Exercise aim>
Show every line below where "BacktestResult" can be found.
Listed records: Begin
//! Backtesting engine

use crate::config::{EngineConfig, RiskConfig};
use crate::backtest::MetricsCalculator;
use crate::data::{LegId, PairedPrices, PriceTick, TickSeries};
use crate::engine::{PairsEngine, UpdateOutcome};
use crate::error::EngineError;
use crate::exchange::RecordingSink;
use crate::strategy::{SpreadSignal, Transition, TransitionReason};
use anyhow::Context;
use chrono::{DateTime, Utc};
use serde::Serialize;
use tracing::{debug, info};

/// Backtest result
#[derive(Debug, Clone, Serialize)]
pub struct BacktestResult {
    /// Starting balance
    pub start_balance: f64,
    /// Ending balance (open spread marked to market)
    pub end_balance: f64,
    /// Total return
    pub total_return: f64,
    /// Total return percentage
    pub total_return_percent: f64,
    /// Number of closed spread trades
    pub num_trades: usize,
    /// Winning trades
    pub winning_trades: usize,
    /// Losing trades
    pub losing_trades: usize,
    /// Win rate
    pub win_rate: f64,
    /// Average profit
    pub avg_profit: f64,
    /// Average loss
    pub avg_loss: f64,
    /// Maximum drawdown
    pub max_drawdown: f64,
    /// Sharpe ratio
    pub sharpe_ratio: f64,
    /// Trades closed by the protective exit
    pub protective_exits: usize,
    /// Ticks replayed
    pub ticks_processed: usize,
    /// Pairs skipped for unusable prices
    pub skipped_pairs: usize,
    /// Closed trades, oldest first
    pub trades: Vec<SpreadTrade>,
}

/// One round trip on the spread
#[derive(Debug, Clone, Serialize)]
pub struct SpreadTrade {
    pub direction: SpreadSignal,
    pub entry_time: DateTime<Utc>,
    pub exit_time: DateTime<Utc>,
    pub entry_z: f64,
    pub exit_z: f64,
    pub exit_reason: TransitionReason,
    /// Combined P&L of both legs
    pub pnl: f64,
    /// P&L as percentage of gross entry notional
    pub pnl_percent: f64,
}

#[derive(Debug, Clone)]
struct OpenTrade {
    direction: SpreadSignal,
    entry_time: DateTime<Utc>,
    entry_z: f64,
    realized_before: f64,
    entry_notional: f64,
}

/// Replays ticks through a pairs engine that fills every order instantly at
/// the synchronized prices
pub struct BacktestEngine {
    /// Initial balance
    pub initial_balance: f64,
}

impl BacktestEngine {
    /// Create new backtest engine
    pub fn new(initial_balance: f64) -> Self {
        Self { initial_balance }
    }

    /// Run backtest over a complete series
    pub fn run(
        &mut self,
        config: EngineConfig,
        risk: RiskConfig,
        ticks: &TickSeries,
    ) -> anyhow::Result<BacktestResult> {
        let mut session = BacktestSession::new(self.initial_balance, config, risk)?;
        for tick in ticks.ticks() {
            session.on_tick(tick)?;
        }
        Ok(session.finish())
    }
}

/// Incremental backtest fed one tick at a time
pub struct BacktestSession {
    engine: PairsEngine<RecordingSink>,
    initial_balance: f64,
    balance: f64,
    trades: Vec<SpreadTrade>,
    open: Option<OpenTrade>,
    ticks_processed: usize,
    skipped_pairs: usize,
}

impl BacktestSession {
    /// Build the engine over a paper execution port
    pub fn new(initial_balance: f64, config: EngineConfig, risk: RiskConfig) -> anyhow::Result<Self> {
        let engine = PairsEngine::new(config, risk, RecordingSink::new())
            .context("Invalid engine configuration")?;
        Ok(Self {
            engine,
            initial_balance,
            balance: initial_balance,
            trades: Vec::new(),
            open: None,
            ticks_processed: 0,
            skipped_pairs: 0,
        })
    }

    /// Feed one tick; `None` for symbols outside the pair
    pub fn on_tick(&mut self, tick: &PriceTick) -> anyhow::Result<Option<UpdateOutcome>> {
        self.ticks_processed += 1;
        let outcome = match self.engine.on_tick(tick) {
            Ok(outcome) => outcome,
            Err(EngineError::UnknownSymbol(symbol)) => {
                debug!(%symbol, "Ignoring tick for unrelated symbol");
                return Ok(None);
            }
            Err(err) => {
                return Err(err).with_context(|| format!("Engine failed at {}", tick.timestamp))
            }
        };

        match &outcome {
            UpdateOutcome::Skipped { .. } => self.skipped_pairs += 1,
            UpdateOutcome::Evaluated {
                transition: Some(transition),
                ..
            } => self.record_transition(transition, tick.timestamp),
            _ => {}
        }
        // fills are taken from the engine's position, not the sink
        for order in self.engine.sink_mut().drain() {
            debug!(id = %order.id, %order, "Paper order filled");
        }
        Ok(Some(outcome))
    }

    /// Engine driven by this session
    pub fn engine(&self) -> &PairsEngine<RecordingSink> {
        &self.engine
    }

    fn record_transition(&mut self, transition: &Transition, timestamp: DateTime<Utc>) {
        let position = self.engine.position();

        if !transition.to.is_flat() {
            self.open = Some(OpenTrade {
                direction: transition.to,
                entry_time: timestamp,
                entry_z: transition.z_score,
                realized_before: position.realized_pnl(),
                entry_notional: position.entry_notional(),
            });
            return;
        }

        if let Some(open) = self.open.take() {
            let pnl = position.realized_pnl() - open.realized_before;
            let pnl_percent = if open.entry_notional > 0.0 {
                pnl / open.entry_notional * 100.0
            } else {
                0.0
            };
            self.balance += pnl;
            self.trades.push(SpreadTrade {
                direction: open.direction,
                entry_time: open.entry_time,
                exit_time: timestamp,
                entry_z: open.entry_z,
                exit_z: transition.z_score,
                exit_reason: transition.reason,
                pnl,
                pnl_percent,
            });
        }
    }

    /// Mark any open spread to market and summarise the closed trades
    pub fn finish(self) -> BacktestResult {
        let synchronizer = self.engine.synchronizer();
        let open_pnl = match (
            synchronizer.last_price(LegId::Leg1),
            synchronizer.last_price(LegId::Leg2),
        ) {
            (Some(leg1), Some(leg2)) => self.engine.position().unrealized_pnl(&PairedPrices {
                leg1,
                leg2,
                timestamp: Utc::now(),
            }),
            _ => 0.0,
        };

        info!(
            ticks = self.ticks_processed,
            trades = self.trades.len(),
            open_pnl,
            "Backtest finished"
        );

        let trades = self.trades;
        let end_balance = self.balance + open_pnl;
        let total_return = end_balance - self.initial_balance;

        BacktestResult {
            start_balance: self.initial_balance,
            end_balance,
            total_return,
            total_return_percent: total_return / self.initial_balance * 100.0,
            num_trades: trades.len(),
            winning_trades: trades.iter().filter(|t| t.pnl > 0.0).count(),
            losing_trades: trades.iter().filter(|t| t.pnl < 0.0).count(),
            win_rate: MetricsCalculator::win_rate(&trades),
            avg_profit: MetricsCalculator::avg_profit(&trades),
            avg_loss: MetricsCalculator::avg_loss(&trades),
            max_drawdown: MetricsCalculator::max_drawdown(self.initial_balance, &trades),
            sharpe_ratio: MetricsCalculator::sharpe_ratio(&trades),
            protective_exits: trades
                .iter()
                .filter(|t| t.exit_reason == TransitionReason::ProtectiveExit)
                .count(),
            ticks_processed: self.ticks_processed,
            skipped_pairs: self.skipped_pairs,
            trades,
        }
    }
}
Listed records: End
Completed exercise>
pub struct BacktestResult {
    ) -> anyhow::Result<BacktestResult> {
    pub fn finish(self) -> BacktestResult {
        BacktestResult {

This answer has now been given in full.